Dalam UU Perlindungan Anak (UU PA) dan PTPPO, sanksi terhadap Korporasi diberikan dalam bentuk:

  1. Sanksi pidana penjara kepada Pengurus (UU PA dan PTPPO)
  2. Sanksi pidana denda kepada Korporasi (UU PA dan PTPPO)
  3. Sanksi pidana denda kepada Korporasi dengan penambahan 1/3 (UU PA)
  4. Sanksi pidana denda kepada Korporasi dengan pemberatan 3 kali (UU PTPPO)
  5. Sanksi pidana tambahan kepada Korporasi (UU PTPPO)

 

Pemidanaan Korporasi dalam UU TPKS

Pemidanaan Korporasi di dalam UU TPKS, diatur  dalam Pasal 9 sebagai berikut:

(1) Korporasi yang melakukan Tindak Pidana Kekerasan Seksual sebagaimana diatur dalam Undang-undang ini, dipidana dengan pidana denda paling sedikit Rp5.000.000.000,00 (lima miliar rupiah) dan paling banyak Rp15.0000.000,00 (lima belas miliar rupiah).

(2) Dalam hal Tindak Pidana Kekerasan Seksual dilakukan oleh Korporasi, pidana dapat dijatuhkan kepada pengurus, pemberi perintah, pemegang kendali, pemilik manfaat Korporasi, dan/ atau Korporasi.

(3) Selain pidana denda, hakim juga menetapkan besarnya Restitusi pelaku Korporasi.

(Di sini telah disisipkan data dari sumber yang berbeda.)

#[cfg(test)]
mod tests {
    use super::*;
    use crate::provider::ProviderDocument;
    use crate::tier::{DurableTier, FastTier, MemoryFastTier, SqliteDurableTier};
    use async_trait::async_trait;
    use std::sync::atomic::{AtomicUsize, Ordering};

    struct FlakyProvider {
        calls: AtomicUsize,
        failures: usize,
    }

    #[async_trait]
    impl DocumentationProvider for FlakyProvider {
        async fn fetch(&self, library: &str, version: &str, query: &str) -> Result<ProviderDocument> {
            let call = self.calls.fetch_add(1, Ordering::SeqCst);
            if call < self.failures {
                return Err(CacheError::ProviderFailure("upstream down".to_string()));
            }
            Ok(ProviderDocument::new(format!("{} {} {} v2", library, version, query)))
        }
    }

    async fn setup(failures: usize) -> (RefreshScheduler, Arc<FlakyProvider>, Arc<SqliteDurableTier>) {
        let config = CacheConfig::builder()
            .staleness_threshold(Duration::from_secs(3600))
            .refresh_backoff_base(Duration::from_millis(1))
            .refresh_max_retries(2)
            .build();
        let durable = Arc::new(SqliteDurableTier::in_memory().await.unwrap());
        let manager = Arc::new(CacheManager::new(
            config,
            Arc::new(MemoryFastTier::default()) as Arc<dyn FastTier>,
            durable.clone() as Arc<dyn DurableTier>,
        ));
        let provider = Arc::new(FlakyProvider {
            calls: AtomicUsize::new(0),
            failures,
        });
        let scheduler = RefreshScheduler::new(manager, provider.clone());
        (scheduler, provider, durable)
    }

    async fn seed_stale(durable: &SqliteDurableTier) {
        let two_hours_ago = Utc::now() - chrono::Duration::hours(2);
        durable
            .upsert_entry(
                &NewEntry {
                    fingerprint: "react-18:hooks".to_string(),
                    library_id: "react".to_string(),
                    library_major_version: "18".to_string(),
                    intent_label: "hooks".to_string(),
                    content: "v1".to_string(),
                    citations: None,
                },
                two_hours_ago,
            )
            .await
            .unwrap();
        durable.record_hit("react-18:hooks", Utc::now()).await.unwrap();
    }

    #[test]
    fn test_classify() {
        let config = CacheConfig::default();
        let now = Utc::now();
        let entry = NewEntry {
            fingerprint: "rails-7:routing".to_string(),
            library_id: "rails".to_string(),
            library_major_version: "7".to_string(),
            intent_label: "routing".to_string(),
            content: "x".to_string(),
            citations: None,
        }
        .into_entry(now - chrono::Duration::hours(30));

        assert_eq!(
            RefreshState::classify(&entry, false, &config, now),
            RefreshState::StaleCandidate
        );
        assert_eq!(
            RefreshState::classify(&entry, true, &config, now),
            RefreshState::Refreshing
        );
        assert_eq!(
            RefreshState::classify(&entry, false, &config, now - chrono::Duration::hours(10)),
            RefreshState::Fresh
        );
    }

    #[tokio::test]
    async fn test_scan_refreshes_stale_entry() {
        let (scheduler, provider, durable) = setup(0).await;
        seed_stale(&durable).await;

        assert_eq!(scheduler.scan_and_refresh().await.unwrap(), 1);
        assert_eq!(provider.calls.load(Ordering::SeqCst), 1);

        let entry = durable.fetch_entry("react-18:hooks").await.unwrap().unwrap();
        assert_eq!(entry.content, "react 18 hooks v2");
        assert_eq!(entry.query_count, 1);
        assert!(entry.created_at < entry.fetched_at);
        assert_eq!(scheduler.state_of(&entry), RefreshState::Fresh);

        // Fresh now, nothing left to do
        assert_eq!(scheduler.scan_and_refresh().await.unwrap(), 0);
    }

    #[tokio::test]
    async fn test_backoff_then_success() {
        let (scheduler, provider, durable) = setup(2).await;
        seed_stale(&durable).await;

        let outcome = scheduler.refresh("react-18:hooks").await.unwrap();
        assert_eq!(outcome, RefreshOutcome::Refreshed);
        assert_eq!(provider.calls.load(Ordering::SeqCst), 3);
    }

    #[tokio::test]
    async fn test_abandon_after_retries() {
        let (scheduler, provider, durable) = setup(usize::MAX).await;
        seed_stale(&durable).await;

        let outcome = scheduler.refresh("react-18:hooks").await.unwrap();
        assert!(matches!(outcome, RefreshOutcome::Abandoned { attempts: 3, .. }));
        assert_eq!(provider.calls.load(Ordering::SeqCst), 3);
        assert!(!scheduler.is_in_flight("react-18:hooks"));

        let entry = durable.fetch_entry("react-18:hooks").await.unwrap().unwrap();
        assert_eq!(entry.content, "v1");
    }

    #[tokio::test]
    async fn test_claim_is_exclusive() {
        let (scheduler, _, _) = setup(0).await;

        let guard = scheduler.try_claim("react-18:hooks");
        assert!(guard.is_some());
        assert!(scheduler.try_claim("react-18:hooks").is_none());
        assert_eq!(
            scheduler.refresh("react-18:hooks").await.unwrap(),
            RefreshOutcome::InFlight
        );

        drop(guard);
        assert!(!scheduler.is_in_flight("react-18:hooks"));
    }

    #[tokio::test]
    async fn test_run_stops_on_shutdown() {
        let (scheduler, _, _) = setup(0).await;
        let (tx, rx) = watch::channel(false);

        let handle = tokio::spawn(async move { scheduler.run(rx).await });
        tx.send(true).unwrap();
        tokio::time::timeout(Duration::from_secs(5), handle)
            .await
            .unwrap()
            .unwrap();
    }
}
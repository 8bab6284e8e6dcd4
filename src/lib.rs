//! # Ouroboros Documentation Cache (ouroboros-doccache)
//!
//! A proactive two-tier cache between a coding agent and a documentation
//! provider. Near-duplicate questions collapse onto one cache entry, libraries
//! the project is likely to need are preloaded, and stale entries are
//! refreshed in the background. Cache or provider outages never fail the
//! host session; at worst lookups get slower.
//!
//! ## Features
//!
//! - Deterministic query fingerprints (`{library}-{major}:{intent}`)
//! - Fast in-process tier with TTL and LRU eviction, SQLite durable tier
//! - Per-tier timeouts with graceful degradation
//! - Usage tracking and manifest-weighted preload ranking
//! - Background refresh with backoff and at most one refresh per entry
//!
//! ## Fingerprinting
//!
//! ```
//! use ouroboros_doccache::fingerprint;
//!
//! let a = fingerprint("rails", Some("7"), "Rails authentication").unwrap();
//! let b = fingerprint("rails", Some("7"), "How to add authentication to Rails").unwrap();
//! assert_eq!(a.key, "rails-7:authentication");
//! assert_eq!(a, b);
//! ```
//!
//! ## Querying through the cache
//!
//! ```no_run
//! use ouroboros_doccache::{CacheConfig, CommandProvider, DocCache, StaticManifest};
//! use std::sync::Arc;
//!
//! #[tokio::main]
//! async fn main() -> anyhow::Result<()> {
//!     let cache = DocCache::open(
//!         "/tmp/doccache/cache.db",
//!         CacheConfig::default(),
//!         Arc::new(CommandProvider::new("docs-lookup")),
//!         Arc::new(StaticManifest::new()),
//!     )
//!     .await?;
//!     cache.start_background();
//!
//!     let response = cache
//!         .query("/work/app", "react", Some("18.2.0"), "how do I use useEffect")
//!         .await?;
//!     println!("{} (hit: {})", response.fingerprint, response.cache_hit());
//!
//!     cache.shutdown().await;
//!     Ok(())
//! }
//! ```
//!
//! ## Using the manager directly
//!
//! ```no_run
//! use ouroboros_doccache::{CacheConfig, CacheManager, Lookup, MemoryFastTier, SqliteDurableTier};
//! use std::sync::Arc;
//!
//! #[tokio::main]
//! async fn main() -> anyhow::Result<()> {
//!     let manager = CacheManager::new(
//!         CacheConfig::interactive(),
//!         Arc::new(MemoryFastTier::default()),
//!         Arc::new(SqliteDurableTier::in_memory().await?),
//!     );
//!
//!     match manager.get("react-18:hooks").await? {
//!         Lookup::Hit { entry, tier } => println!("{} from {} tier", entry.content, tier),
//!         Lookup::Miss => println!("not cached"),
//!         Lookup::Degraded => println!("durable tier unreachable"),
//!     }
//!     Ok(())
//! }
//! ```

pub mod config;
pub mod error;
pub mod fingerprint;
pub mod manager;
pub mod manifest;
pub mod preload;
pub mod provider;
pub mod refresh;
pub mod service;
pub mod tier;
pub mod types;
pub mod usage;

// Re-export main types for convenience
pub use config::{CacheConfig, CacheConfigBuilder, RankingWeights};
pub use error::{CacheError, Result};
pub use fingerprint::{fingerprint, Fingerprint, Intent, IntentLabel, IntentTable};
pub use manager::{CacheManager, FetchOutcome, Lookup};
pub use manifest::{ManifestSource, StaticManifest};
pub use preload::{LoadOptions, PreloadOutcome, PreloadSummary, Preloader};
pub use provider::{CommandProvider, DocumentationProvider, ProviderDocument};
pub use refresh::{RefreshOutcome, RefreshScheduler, RefreshState};
pub use service::{DocCache, QueryResponse};
pub use tier::{
    DurableTier, FastTier, MemoryFastTier, SqliteDurableTier, TierKind, UsageStore,
};
pub use types::{
    CacheEntry, CacheMetrics, DeclaredLibrary, DetectionSource, DurableSummary, EntryStats,
    NewEntry, ProjectLibraryUsage, QueryLogEntry,
};
pub use usage::{rank, RankedLibrary, UsageTracker};
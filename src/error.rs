//! Error types for cache operations
//!
//! Tier failures are carried as values so the manager can absorb them and
//! report `miss`/`false` to its callers. Only `MalformedInput` is meant to
//! reach the caller of `get`/`set` directly.

use crate::tier::TierKind;
use thiserror::Error;

/// Main error type for the documentation cache
#[derive(Error, Debug)]
pub enum CacheError {
    /// A fast or durable tier could not be reached or rejected the operation
    #[error("{tier} tier unavailable: {reason}")]
    TierUnavailable { tier: TierKind, reason: String },

    /// A tier or provider call exceeded its time budget
    #[error("Operation timed out after {timeout_ms}ms: {operation}")]
    Timeout { operation: String, timeout_ms: u64 },

    /// The documentation provider failed to produce content
    #[error("Provider failure: {0}")]
    ProviderFailure(String),

    /// Caller passed empty or invalid fingerprint components
    #[error("Malformed input: {0}")]
    MalformedInput(String),

    /// Serialization/Deserialization error
    #[error("Serialization error: {0}")]
    SerializationError(String),

    /// Configuration error
    #[error("Configuration error: {0}")]
    ConfigError(String),

    /// Generic error with context
    #[error("Error: {0}")]
    Other(String),
}

/// Result type alias for cache operations
pub type Result<T> = std::result::Result<T, CacheError>;

impl CacheError {
    /// Shorthand for a tier failure
    pub fn unavailable(tier: TierKind, reason: impl Into<String>) -> Self {
        CacheError::TierUnavailable {
            tier,
            reason: reason.into(),
        }
    }

    /// True when the error means "could not ask", as opposed to "asked and it is absent"
    pub fn is_tier_failure(&self) -> bool {
        matches!(
            self,
            CacheError::TierUnavailable { .. } | CacheError::Timeout { .. }
        )
    }
}

impl From<sqlx::Error> for CacheError {
    fn from(e: sqlx::Error) -> Self {
        CacheError::unavailable(TierKind::Durable, e.to_string())
    }
}

impl From<serde_json::Error> for CacheError {
    fn from(e: serde_json::Error) -> Self {
        CacheError::SerializationError(e.to_string())
    }
}

impl From<String> for CacheError {
    fn from(s: String) -> Self {
        CacheError::Other(s)
    }
}

impl From<&str> for CacheError {
    fn from(s: &str) -> Self {
        CacheError::Other(s.to_string())
    }
}

#[cfg(test)]
mod tests {
    use super::*;

    #[test]
    fn test_error_display() {
        let error = CacheError::unavailable(TierKind::Fast, "connection refused");
        assert_eq!(error.to_string(), "fast tier unavailable: connection refused");

        let timeout_error = CacheError::Timeout {
            operation: "durable get".to_string(),
            timeout_ms: 500,
        };
        assert!(timeout_error.to_string().contains("timed out after 500ms"));

        let input_error = CacheError::MalformedInput("empty library id".to_string());
        assert!(input_error.to_string().contains("empty library id"));
    }

    #[test]
    fn test_tier_failure_classification() {
        assert!(CacheError::unavailable(TierKind::Durable, "down").is_tier_failure());
        assert!(CacheError::Timeout {
            operation: "fast get".to_string(),
            timeout_ms: 50
        }
        .is_tier_failure());
        assert!(!CacheError::ProviderFailure("404".to_string()).is_tier_failure());
        assert!(!CacheError::MalformedInput("".to_string()).is_tier_failure());
    }

    #[test]
    fn test_error_conversion() {
        let error: CacheError = "test error".into();
        assert!(matches!(error, CacheError::Other(_)));

        let error: CacheError = "test error".to_string().into();
        assert!(matches!(error, CacheError::Other(_)));

        let json_err = serde_json::from_str::<serde_json::Value>("{").unwrap_err();
        let error: CacheError = json_err.into();
        assert!(matches!(error, CacheError::SerializationError(_)));
    }
}
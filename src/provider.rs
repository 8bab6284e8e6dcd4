//! Documentation provider adapters
//!
//! The provider performs the actual lookup on a cache miss. It is stateless
//! and must be safe to retry.

use crate::error::{CacheError, Result};
use async_trait::async_trait;
use serde::{Deserialize, Serialize};
use std::path::PathBuf;
use std::process::Stdio;
use tokio::process::Command;

/// Content returned by a provider
#[derive(Debug, Clone, PartialEq, Serialize, Deserialize)]
pub struct ProviderDocument {
    pub content: String,
    #[serde(default, skip_serializing_if = "Option::is_none")]
    pub citations: Option<serde_json::Value>,
}

impl ProviderDocument {
    pub fn new(content: impl Into<String>) -> Self {
        Self {
            content: content.into(),
            citations: None,
        }
    }

    pub fn with_citations(mut self, citations: serde_json::Value) -> Self {
        self.citations = Some(citations);
        self
    }
}

#[async_trait]
pub trait DocumentationProvider: Send + Sync {
    /// Fetch documentation for `library_id` at `version` answering `intent_query`
    async fn fetch(
        &self,
        library_id: &str,
        version: &str,
        intent_query: &str,
    ) -> Result<ProviderDocument>;
}

/// Provider backed by an external command
///
/// Runs `<program> <args..> <library> <version> <query>`. Stdout is taken as
/// the document; if it parses as a JSON object with a `content` field the
/// `citations` field is kept too.
#[derive(Debug, Clone)]
pub struct CommandProvider {
    program: PathBuf,
    args: Vec<String>,
    working_dir: Option<PathBuf>,
}

impl CommandProvider {
    pub fn new(program: impl Into<PathBuf>) -> Self {
        Self {
            program: program.into(),
            args: Vec::new(),
            working_dir: None,
        }
    }

    pub fn with_args(mut self, args: Vec<String>) -> Self {
        self.args = args;
        self
    }

    pub fn with_working_dir(mut self, dir: impl Into<PathBuf>) -> Self {
        self.working_dir = Some(dir.into());
        self
    }

    fn parse_output(stdout: &str) -> Option<ProviderDocument> {
        let trimmed = stdout.trim();
        if trimmed.is_empty() {
            return None;
        }
        if trimmed.starts_with('{') {
            if let Ok(doc) = serde_json::from_str::<ProviderDocument>(trimmed) {
                return Some(doc);
            }
        }
        Some(ProviderDocument::new(trimmed))
    }
}

#[async_trait]
impl DocumentationProvider for CommandProvider {
    async fn fetch(
        &self,
        library_id: &str,
        version: &str,
        intent_query: &str,
    ) -> Result<ProviderDocument> {
        let mut cmd = Command::new(&self.program);
        if let Some(ref dir) = self.working_dir {
            cmd.current_dir(dir);
        }
        cmd.args(&self.args)
            .arg(library_id)
            .arg(version)
            .arg(intent_query);

        // Close stdin so the child never waits on it
        cmd.stdin(Stdio::null());
        cmd.stdout(Stdio::piped());
        cmd.stderr(Stdio::piped());
        cmd.kill_on_drop(true);

        tracing::debug!("Running provider command: {:?}", cmd);

        let output = cmd.output().await.map_err(|e| {
            CacheError::ProviderFailure(format!(
                "failed to execute {}: {}",
                self.program.display(),
                e
            ))
        })?;

        let stdout = String::from_utf8_lossy(&output.stdout);
        let stderr = String::from_utf8_lossy(&output.stderr);

        if !output.status.success() {
            return Err(CacheError::ProviderFailure(format!(
                "{} exited with {}: {}",
                self.program.display(),
                output.status.code().unwrap_or(-1),
                stderr.trim()
            )));
        }
        if !stderr.is_empty() {
            tracing::warn!("provider stderr: {}", stderr.trim());
        }

        Self::parse_output(&stdout).ok_or_else(|| {
            CacheError::ProviderFailure(format!(
                "no documentation for {}@{} ({})",
                library_id, version, intent_query
            ))
        })
    }
}
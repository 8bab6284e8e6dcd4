//! Storage tiers
//!
//! The fast tier is a volatile key/value store with GET/SETEX/DEL semantics.
//! The durable tier is the relational source of truth for cached payloads,
//! usage counters and the query log.
//!
//! Key namespaces in the fast tier:
//! - `cache:{fingerprint}` holds a serialized [`CacheEntry`]
//! - `project:{project_path}:libs` holds the serialized usage rows of a project

pub mod memory;
pub mod sqlite;

use crate::error::Result;
use crate::types::{
    CacheEntry, DurableSummary, NewEntry, ProjectLibraryUsage, QueryLogEntry,
};
use async_trait::async_trait;
use chrono::{DateTime, Utc};
use serde::{Deserialize, Serialize};
use std::fmt;
use std::time::Duration;

pub use memory::MemoryFastTier;
pub use sqlite::SqliteDurableTier;

/// Which tier an operation touched
#[derive(Debug, Clone, Copy, PartialEq, Eq, Hash, Serialize, Deserialize)]
#[serde(rename_all = "lowercase")]
pub enum TierKind {
    Fast,
    Durable,
}

impl fmt::Display for TierKind {
    fn fmt(&self, f: &mut fmt::Formatter<'_>) -> fmt::Result {
        match self {
            TierKind::Fast => write!(f, "fast"),
            TierKind::Durable => write!(f, "durable"),
        }
    }
}

/// Fast tier key for a cache entry
pub fn entry_key(fingerprint: &str) -> String {
    format!("cache:{}", fingerprint)
}

/// Fast tier key for a project's library list
pub fn project_key(project_path: &str) -> String {
    format!("project:{}:libs", project_path)
}

/// Volatile key/value tier
///
/// Implementations may lose data at any time. TTLs are advisory.
#[async_trait]
pub trait FastTier: Send + Sync {
    async fn get(&self, key: &str) -> Result<Option<String>>;

    async fn set_ex(&self, key: &str, value: String, ttl: Duration) -> Result<()>;

    /// Deleting an absent key is not an error
    async fn del(&self, key: &str) -> Result<()>;
}

/// Durable store for cache entries and the query log
#[async_trait]
pub trait DurableTier: Send + Sync {
    async fn fetch_entry(&self, fingerprint: &str) -> Result<Option<CacheEntry>>;

    /// Insert or fully replace the payload of an entry.
    ///
    /// Replacement keeps `created_at` and `query_count` and resets `fetched_at`.
    async fn upsert_entry(&self, entry: &NewEntry, now: DateTime<Utc>) -> Result<()>;

    /// Returns whether a row was removed
    async fn delete_entry(&self, fingerprint: &str) -> Result<bool>;

    /// Increment `query_count` and bump `last_accessed_at`
    async fn record_hit(&self, fingerprint: &str, at: DateTime<Utc>) -> Result<()>;

    /// Entries fetched before `fetched_before` and read after `accessed_after`,
    /// most recently accessed first
    async fn stale_candidates(
        &self,
        fetched_before: DateTime<Utc>,
        accessed_after: DateTime<Utc>,
        limit: usize,
    ) -> Result<Vec<CacheEntry>>;

    async fn append_query_log(&self, entry: &QueryLogEntry) -> Result<()>;

    async fn query_log_for(&self, fingerprint: &str) -> Result<Vec<QueryLogEntry>>;

    async fn summary(&self) -> Result<DurableSummary>;
}

/// Durable store for per-project library usage
#[async_trait]
pub trait UsageStore: Send + Sync {
    /// Create or bump the usage row; new rows are `usage`-detected
    async fn upsert_usage(
        &self,
        project_path: &str,
        library_id: &str,
        major_version: Option<&str>,
        at: DateTime<Utc>,
    ) -> Result<()>;

    /// Create or promote a row to `manifest` detection without touching `usage_count`
    async fn mark_declared(
        &self,
        project_path: &str,
        library_id: &str,
        major_version: Option<&str>,
    ) -> Result<()>;

    async fn project_usage(&self, project_path: &str) -> Result<Vec<ProjectLibraryUsage>>;
}
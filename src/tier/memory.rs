//! In-process fast tier with TTL expiry and LRU eviction

use crate::error::{CacheError, Result};
use crate::tier::{FastTier, TierKind};
use async_trait::async_trait;
use chrono::{DateTime, Utc};
use serde::{Deserialize, Serialize};
use std::collections::{HashMap, VecDeque};
use std::time::Duration;
use tokio::sync::RwLock;
use tracing::{debug, info, warn};

/// Counters for the in-process tier
#[derive(Debug, Clone, Default, Serialize, Deserialize)]
pub struct MemoryTierStats {
    pub hits: u64,
    pub misses: u64,
    pub entries: usize,
    pub size_bytes: usize,
    /// Evictions due to entry or byte limits
    pub evictions_size: u64,
    /// Evictions due to TTL expiration
    pub evictions_ttl: u64,
}

struct StoredValue {
    value: String,
    expires_at: DateTime<Utc>,
    size_bytes: usize,
}

impl StoredValue {
    fn is_expired(&self, now: DateTime<Utc>) -> bool {
        now > self.expires_at
    }
}

struct Store {
    entries: HashMap<String, StoredValue>,
    /// Access order, least recently used at the front
    lru_queue: VecDeque<String>,
    stats: MemoryTierStats,
    current_size_bytes: usize,
}

/// Volatile key/value tier living in the current process
///
/// Thread-safe via an async `RwLock`. Entries past their TTL are dropped on
/// read; when the entry or byte limit is hit the least recently used keys go
/// first.
pub struct MemoryFastTier {
    max_entries: usize,
    max_size_bytes: usize,
    store: RwLock<Store>,
}

impl MemoryFastTier {
    pub fn new(max_entries: usize, max_size_bytes: usize) -> Self {
        info!(
            "Initializing in-process fast tier (max_entries: {}, max_size_bytes: {})",
            max_entries, max_size_bytes
        );

        Self {
            max_entries,
            max_size_bytes,
            store: RwLock::new(Store {
                entries: HashMap::new(),
                lru_queue: VecDeque::new(),
                stats: MemoryTierStats::default(),
                current_size_bytes: 0,
            }),
        }
    }

    /// Drop all expired entries, returning how many were removed
    pub async fn cleanup_expired(&self) -> usize {
        let mut store = self.store.write().await;
        let now = Utc::now();

        let expired: Vec<String> = store
            .entries
            .iter()
            .filter(|(_, v)| v.is_expired(now))
            .map(|(k, _)| k.clone())
            .collect();

        for key in &expired {
            Self::remove_entry(&mut store, key);
        }
        store.stats.evictions_ttl += expired.len() as u64;

        if !expired.is_empty() {
            debug!("Cleaned up {} expired fast tier entries", expired.len());
        }
        expired.len()
    }

    pub async fn stats(&self) -> MemoryTierStats {
        let store = self.store.read().await;
        let mut stats = store.stats.clone();
        stats.entries = store.entries.len();
        stats.size_bytes = store.current_size_bytes;
        stats
    }

    pub async fn len(&self) -> usize {
        self.store.read().await.entries.len()
    }

    pub async fn is_empty(&self) -> bool {
        self.store.read().await.entries.is_empty()
    }

    pub async fn clear(&self) {
        let mut store = self.store.write().await;
        let count = store.entries.len();
        store.entries.clear();
        store.lru_queue.clear();
        store.current_size_bytes = 0;
        info!("Cleared {} entries from fast tier", count);
    }

    fn remove_entry(store: &mut Store, key: &str) {
        if let Some(entry) = store.entries.remove(key) {
            store.lru_queue.retain(|k| k != key);
            store.current_size_bytes = store.current_size_bytes.saturating_sub(entry.size_bytes);
        }
    }

    fn touch(store: &mut Store, key: &str) {
        store.lru_queue.retain(|k| k != key);
        store.lru_queue.push_back(key.to_string());
    }

    fn evict_if_needed(&self, store: &mut Store, needed_size: usize) -> Result<()> {
        while store.entries.len() >= self.max_entries {
            match store.lru_queue.pop_front() {
                Some(key) => {
                    debug!("Evicting fast tier entry due to max_entries limit: {}", key);
                    Self::remove_entry(store, &key);
                    store.stats.evictions_size += 1;
                }
                None => break,
            }
        }

        while store.current_size_bytes + needed_size > self.max_size_bytes {
            match store.lru_queue.pop_front() {
                Some(key) => {
                    debug!("Evicting fast tier entry due to size limit: {}", key);
                    Self::remove_entry(store, &key);
                    store.stats.evictions_size += 1;
                }
                None => {
                    warn!("Cannot evict more entries, fast tier size limit exceeded");
                    return Err(CacheError::unavailable(
                        TierKind::Fast,
                        format!("value of {} bytes exceeds fast tier capacity", needed_size),
                    ));
                }
            }
        }

        Ok(())
    }
}

impl Default for MemoryFastTier {
    fn default() -> Self {
        Self::new(10_000, 64 * 1024 * 1024)
    }
}

#[async_trait]
impl FastTier for MemoryFastTier {
    async fn get(&self, key: &str) -> Result<Option<String>> {
        let mut store = self.store.write().await;
        let now = Utc::now();

        let expired = match store.entries.get(key) {
            Some(entry) => entry.is_expired(now),
            None => {
                store.stats.misses += 1;
                return Ok(None);
            }
        };

        if expired {
            debug!("Fast tier entry expired: {}", key);
            Self::remove_entry(&mut store, key);
            store.stats.misses += 1;
            store.stats.evictions_ttl += 1;
            return Ok(None);
        }

        let value = store.entries.get(key).map(|e| e.value.clone());
        Self::touch(&mut store, key);
        store.stats.hits += 1;
        Ok(value)
    }

    async fn set_ex(&self, key: &str, value: String, ttl: Duration) -> Result<()> {
        let size_bytes = key.len() + value.len();
        let expires_at = Utc::now()
            + chrono::Duration::from_std(ttl).unwrap_or_else(|_| chrono::Duration::hours(24));

        let mut store = self.store.write().await;

        // Replacing a key must not count the old value against the limits
        Self::remove_entry(&mut store, key);
        self.evict_if_needed(&mut store, size_bytes)?;

        store.entries.insert(
            key.to_string(),
            StoredValue {
                value,
                expires_at,
                size_bytes,
            },
        );
        store.lru_queue.push_back(key.to_string());
        store.current_size_bytes += size_bytes;
        Ok(())
    }

    async fn del(&self, key: &str) -> Result<()> {
        let mut store = self.store.write().await;
        Self::remove_entry(&mut store, key);
        Ok(())
    }
}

(4) Terhadap Korporasi dapat juga dijatuhi pidana tambahan berupa:

     a. perampasan keuntungan dan/ atau harta kekayaan yang diperoleh dari Tindak Pidana Kekerasan Seksual; 
     b. pencabutan izin tertentu; 
     c. pengumuman putusan pengadilan; 
     d. pelarangan permanen melakukan perbuatan tertentu; 
     e. pembekuan seluruh atau sebagian kegiatan Korporasi; 
     f. penutupan seluruh atau sebagian tempat usaha Korporasi; dan/ atau 
     g. pembubaran Korporasi.

 

Dengan demikian, sanksi kepada Korporasi dapat dijatuhkan kepada pengurus, pemberi perintah pemegang kendali, pemiliki manfaat dan/atau Korporasi itu sendiri. Pidananya berupa:

  1. Denda minimal (lima miliar) dan maksimal (lima belas miliar)
  2. Penetapan Restitusi (sebagai hak korban atas ganti kerugian)
  3. Pidana tambahan

 

Kesimpulan

Berdasarkan pengalaman penanganan kasus-kasus kekerasan seksual yang telah ditangani lembaga layanan dan UPT PPA selama ini menunjukkan fakta bahwa Korporasi juga terlibat sebagai pelaku dan masih sangat sulit menjerat korporasi sebagai pelaku tindak pidana.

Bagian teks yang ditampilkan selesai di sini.